Task description:
Pick each line that has "closes" out of the records.

Stored data entries:
//! Local topological operations.
//!
//! Every operation here touches a constant number of records (apart from the
//! face reassignment in [`HalfEdgeMesh::split_face`], which is linear in the
//! size of the face being cut) and leaves all connectivity invariants intact.

use nalgebra::Point2;
use tracing::trace;

use super::halfedge::HalfEdgeMesh;
use super::index::{FaceId, HalfEdgeId, MeshIndex};
use crate::error::{MeshError, Result};
use crate::geometry::{in_circle, orientation, Circle};

/// The quadrilateral around an interior edge, in counter-clockwise order.
///
/// For a half-edge `e` from `a` to `c`, `d` is the apex of `e`'s triangle and
/// `b` the apex of its twin's triangle, so the corners run `a, b, c, d`.
#[derive(Debug, Clone, Copy)]
struct Quad {
    a: Point2<f64>,
    b: Point2<f64>,
    c: Point2<f64>,
    d: Point2<f64>,
}

impl Quad {
    /// Whether all four corners turn strictly left.
    fn is_strictly_convex(&self) -> bool {
        let Quad { a, b, c, d } = self;
        orientation(a, b, c).is_ccw()
            && orientation(a, c, d).is_ccw()
            && orientation(b, c, d).is_ccw()
            && orientation(b, d, a).is_ccw()
    }
}

impl<I: MeshIndex> HalfEdgeMesh<I> {
    /// The quadrilateral around `he`, or `None` if `he` touches the outer face
    /// or either side is not a triangle.
    fn quad(&self, he: HalfEdgeId<I>) -> Option<Quad> {
        let twin = self.twin(he);
        if self.is_outer_edge(he) || !self.is_triangle(he) || !self.is_triangle(twin) {
            return None;
        }
        Some(Quad {
            a: *self.position(self.origin(he)),
            b: *self.position(self.origin(self.prev(twin))),
            c: *self.position(self.origin(self.next(he))),
            d: *self.position(self.origin(self.prev(he))),
        })
    }

    /// Check the Delaunay in-circle criterion for an edge.
    ///
    /// Edges on the outer face are always legal, as are edges whose
    /// quadrilateral is not strictly convex (a flip would fold the mesh or
    /// leave it unchanged). Otherwise the edge is illegal exactly when the
    /// apex across it lies strictly inside the circumcircle of its own
    /// triangle. Cocircular configurations count as legal.
    pub fn is_legal(&self, he: HalfEdgeId<I>) -> bool {
        match self.quad(he) {
            Some(q) if q.is_strictly_convex() => in_circle(&q.a, &q.c, &q.d, &q.b) != Circle::Inside,
            _ => true,
        }
    }

    /// Check whether an edge can be flipped without folding the mesh.
    ///
    /// True for interior edges between two triangles whose union is a
    /// strictly convex quadrilateral, regardless of Delaunay legality.
    pub fn is_flippable(&self, he: HalfEdgeId<I>) -> bool {
        self.quad(he).is_some_and(|q| q.is_strictly_convex())
    }

    /// Replace the diagonal of the two triangles sharing `he` with the other
    /// diagonal.
    ///
    /// With `he` running a → c inside triangle (a, c, d) and its twin inside
    /// (c, a, b), afterwards `he` runs d → b inside (d, b, c) and the twin runs
    /// b → d inside (b, d, a). No records are allocated, the two faces keep
    /// their ids, and flipping the same half-edge twice restores the original
    /// adjacency.
    ///
    /// # Panics
    /// In debug builds, if `he` touches the outer face or either side is not
    /// a triangle. Checking [`is_flippable`](Self::is_flippable) first also
    /// guarantees the result is geometrically valid.
    pub fn flip(&mut self, he: HalfEdgeId<I>) {
        debug_assert!(!self.is_outer_edge(he), "cannot flip {:?} on the outer face", he);

        let twin = self.twin(he);
        debug_assert!(
            self.is_triangle(he) && self.is_triangle(twin),
            "cannot flip {:?} between non-triangular faces",
            he
        );

        let a = self.origin(he);
        let c = self.origin(twin);
        let face = self.face_of(he);
        let twin_face = self.face_of(twin);

        // e: a -> c, e_next: c -> d, e_prev: d -> a
        // t: c -> a, t_next: a -> b, t_prev: b -> c
        let e_next = self.next(he);
        let e_prev = self.prev(he);
        let t_next = self.next(twin);
        let t_prev = self.prev(twin);

        let d = self.origin(e_prev);
        let b = self.origin(t_prev);

        {
            let e = self.halfedge_mut(he);
            e.origin = d;
            e.next = t_prev;
            e.prev = e_next;
        }
        {
            let t = self.halfedge_mut(twin);
            t.origin = b;
            t.next = e_prev;
            t.prev = t_next;
        }

        // (d, b, c): he, t_prev, e_next
        {
            let h = self.halfedge_mut(t_prev);
            h.next = e_next;
            h.prev = he;
            h.face = face;
        }
        {
            let h = self.halfedge_mut(e_next);
            h.next = he;
            h.prev = t_prev;
        }

        // (b, d, a): twin, e_prev, t_next
        {
            let h = self.halfedge_mut(e_prev);
            h.next = t_next;
            h.prev = twin;
            h.face = twin_face;
        }
        {
            let h = self.halfedge_mut(t_next);
            h.next = twin;
            h.prev = e_prev;
        }

        self.face_mut(face).halfedge = he;
        self.face_mut(twin_face).halfedge = twin;

        // a and c lost he and twin as outgoing half-edges.
        self.vertex_mut(a).halfedge = t_next;
        self.vertex_mut(c).halfedge = e_next;

        trace!(halfedge = he.index(), from = ?(a, c), to = ?(d, b), "flip");
    }

    /// Cut a face in two along the diagonal from `origin(e1)` to `origin(e2)`.
    ///
    /// `e1` and `e2` must bound the same face and their origins must not
    /// already be neighbors along it. A new twin pair `(d, d')` is allocated:
    /// `d` runs from `origin(e1)` to `origin(e2)` and closes the chain
    /// `e2 .. prev(e1)`, which keeps the original face; `d'` runs back and
    /// closes the chain `e1 .. prev(e2)`, which becomes the returned new face.
    ///
    /// # Errors
    /// [`MeshError::InvalidDiagonal`] if the half-edges do not define a
    /// diagonal. The mesh is left untouched, and callers are expected to
    /// treat this as "no split here" rather than a failure.
    pub fn split_face(&mut self, e1: HalfEdgeId<I>, e2: HalfEdgeId<I>) -> Result<FaceId<I>> {
        let face = self.face_of(e1);
        if e1 == e2
            || face != self.face_of(e2)
            || self.origin(e2) == self.dest(e1)
            || self.origin(e1) == self.dest(e2)
        {
            return Err(MeshError::InvalidDiagonal {
                from: e1.index(),
                to: e2.index(),
            });
        }

        let e1_prev = self.prev(e1);
        let e2_prev = self.prev(e2);
        let from = self.origin(e1);
        let to = self.origin(e2);

        let (d, d_twin) = self.add_halfedge_pair();
        let new_face = self.add_face(d_twin);

        {
            let h = self.halfedge_mut(d);
            h.origin = from;
            h.next = e2;
            h.prev = e1_prev;
            h.face = face;
        }
        {
            let h = self.halfedge_mut(d_twin);
            h.origin = to;
            h.next = e1;
            h.prev = e2_prev;
            h.face = new_face;
        }

        self.halfedge_mut(e1_prev).next = d;
        self.halfedge_mut(e1).prev = d_twin;
        self.halfedge_mut(e2_prev).next = d_twin;
        self.halfedge_mut(e2).prev = d;

        let mut he = e1;
        while he != d_twin {
            self.halfedge_mut(he).face = new_face;
            he = self.next(he);
        }

        self.face_mut(face).halfedge = d;

        trace!(
            from = from.index(),
            to = to.index(),
            face = face.index(),
            new_face = new_face.index(),
            "split face"
        );
        Ok(new_face)
    }
}

#[cfg(test)]
mod tests {
    use super::*;
    use crate::mesh::{build_from_loop, VertexId};

    /// Two triangles (0, 1, 2) and (0, 2, 3) sharing the diagonal 0-2.
    fn split_quad(points: &[Point2<f64>]) -> (HalfEdgeMesh, HalfEdgeId) {
        let mut mesh: HalfEdgeMesh = build_from_loop(points).unwrap();
        let e0 = mesh.find_halfedge(VertexId::new(0), VertexId::new(1)).unwrap();
        let e2 = mesh.find_halfedge(VertexId::new(2), VertexId::new(3)).unwrap();
        mesh.split_face(e0, e2).unwrap();
        let diagonal = mesh.find_halfedge(VertexId::new(0), VertexId::new(2)).unwrap();
        (mesh, diagonal)
    }

    fn kite() -> Vec<Point2<f64>> {
        // Diagonal 0-2 is long; 1-3 is the Delaunay diagonal.
        vec![
            Point2::new(0.0, 0.0),
            Point2::new(2.0, -0.5),
            Point2::new(4.0, 0.0),
            Point2::new(2.0, 0.5),
        ]
    }

    #[test]
    fn test_split_face() {
        let (mesh, diagonal) = split_quad(&kite());
        assert!(mesh.is_valid());
        assert_eq!(mesh.num_halfedges(), 10);
        assert_eq!(mesh.num_faces(), 3);

        let f = mesh.face_of(diagonal);
        let g = mesh.face_of(mesh.twin(diagonal));
        assert_ne!(f, g);
        assert_eq!(mesh.face_degree(f), 3);
        assert_eq!(mesh.face_degree(g), 3);
        assert!(mesh.is_triangle(diagonal));
    }

    #[test]
    fn test_split_face_rejects_non_diagonal() {
        let mut mesh: HalfEdgeMesh = build_from_loop(&kite()).unwrap();
        let e0 = mesh.find_halfedge(VertexId::new(0), VertexId::new(1)).unwrap();
        let e1 = mesh.next(e0);
        let before = (mesh.num_halfedges(), mesh.num_faces());

        // Adjacent along the face
        assert!(matches!(mesh.split_face(e0, e1), Err(MeshError::InvalidDiagonal { .. })));
        // Same half-edge
        assert!(matches!(mesh.split_face(e0, e0), Err(MeshError::InvalidDiagonal { .. })));
        // Different faces
        let outer = mesh.twin(mesh.next(e1));
        assert!(matches!(mesh.split_face(e0, outer), Err(MeshError::InvalidDiagonal { .. })));

        assert_eq!((mesh.num_halfedges(), mesh.num_faces()), before);
        assert!(mesh.is_valid());
    }

    #[test]
    fn test_flip_preserves_invariants() {
        let (mut mesh, diagonal) = split_quad(&kite());
        let faces_before = mesh.num_faces();
        let halfedges_before = mesh.num_halfedges();

        mesh.flip(diagonal);

        assert!(mesh.is_valid());
        assert_eq!(mesh.num_faces(), faces_before);
        assert_eq!(mesh.num_halfedges(), halfedges_before);
        assert!(!mesh.contains_edge(VertexId::new(0), VertexId::new(2)));
        assert!(mesh.contains_edge(VertexId::new(1), VertexId::new(3)));
        assert!(mesh.is_triangle(diagonal));
        assert!(mesh.is_triangle(mesh.twin(diagonal)));

        for f in mesh.bounded_face_ids() {
            assert!(mesh.face_signed_area(f) > 0.0);
        }
    }

    #[test]
    fn test_flip_twice_restores_adjacency() {
        let (mut mesh, diagonal) = split_quad(&kite());
        let positions: Vec<Point2<f64>> = mesh.vertex_ids().map(|v| *mesh.position(v)).collect();

        mesh.flip(diagonal);
        mesh.flip(diagonal);

        assert!(mesh.is_valid());
        assert!(mesh.contains_edge(VertexId::new(0), VertexId::new(2)));
        assert!(!mesh.contains_edge(VertexId::new(1), VertexId::new(3)));
        let after: Vec<Point2<f64>> = mesh.vertex_ids().map(|v| *mesh.position(v)).collect();
        assert_eq!(positions, after);
    }

    #[test]
    fn test_legality() {
        let (mut mesh, diagonal) = split_quad(&kite());
        assert!(!mesh.is_legal(diagonal));
        assert!(!mesh.is_legal(mesh.twin(diagonal)));
        assert!(mesh.is_flippable(diagonal));

        mesh.flip(diagonal);
        assert!(mesh.is_legal(diagonal));
        assert!(mesh.is_flippable(diagonal));
    }

    #[test]
    fn test_outer_edges_are_legal_and_fixed() {
        let (mesh, _) = split_quad(&kite());
        let hull = mesh.find_halfedge(VertexId::new(0), VertexId::new(1)).unwrap();
        assert!(mesh.is_legal(hull));
        assert!(mesh.is_legal(mesh.twin(hull)));
        assert!(!mesh.is_flippable(hull));
    }

    #[test]
    fn test_non_convex_quad_is_legal_and_not_flippable() {
        // Vertex 3 is reflex, so the quadrilateral around 1-3 is a dart.
        let points = vec![
            Point2::new(0.0, 0.0),
            Point2::new(2.0, -2.0),
            Point2::new(4.0, 0.0),
            Point2::new(2.0, -1.0),
        ];
        let mut mesh: HalfEdgeMesh = build_from_loop(&points).unwrap();
        let e3 = mesh.find_halfedge(VertexId::new(3), VertexId::new(0)).unwrap();
        let e1 = mesh.find_halfedge(VertexId::new(1), VertexId::new(2)).unwrap();
        mesh.split_face(e1, e3).unwrap();
        let diagonal = mesh.find_halfedge(VertexId::new(1), VertexId::new(3)).unwrap();

        assert!(mesh.is_valid());
        assert!(!mesh.is_flippable(diagonal));
        assert!(mesh.is_legal(diagonal));
    }

    #[test]
    fn test_cocircular_is_legal() {
        let square = vec![
            Point2::new(0.0, 0.0),
            Point2::new(1.0, 0.0),
            Point2::new(1.0, 1.0),
            Point2::new(0.0, 1.0),
        ];
        let (mesh, diagonal) = split_quad(&square);
        assert!(mesh.is_flippable(diagonal));
        assert!(mesh.is_legal(diagonal));
    }
}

Written answer:
    /// `d` runs from `origin(e1)` to `origin(e2)` and closes the chain
    /// closes the chain `e1 .. prev(e2)`, which becomes the returned new face.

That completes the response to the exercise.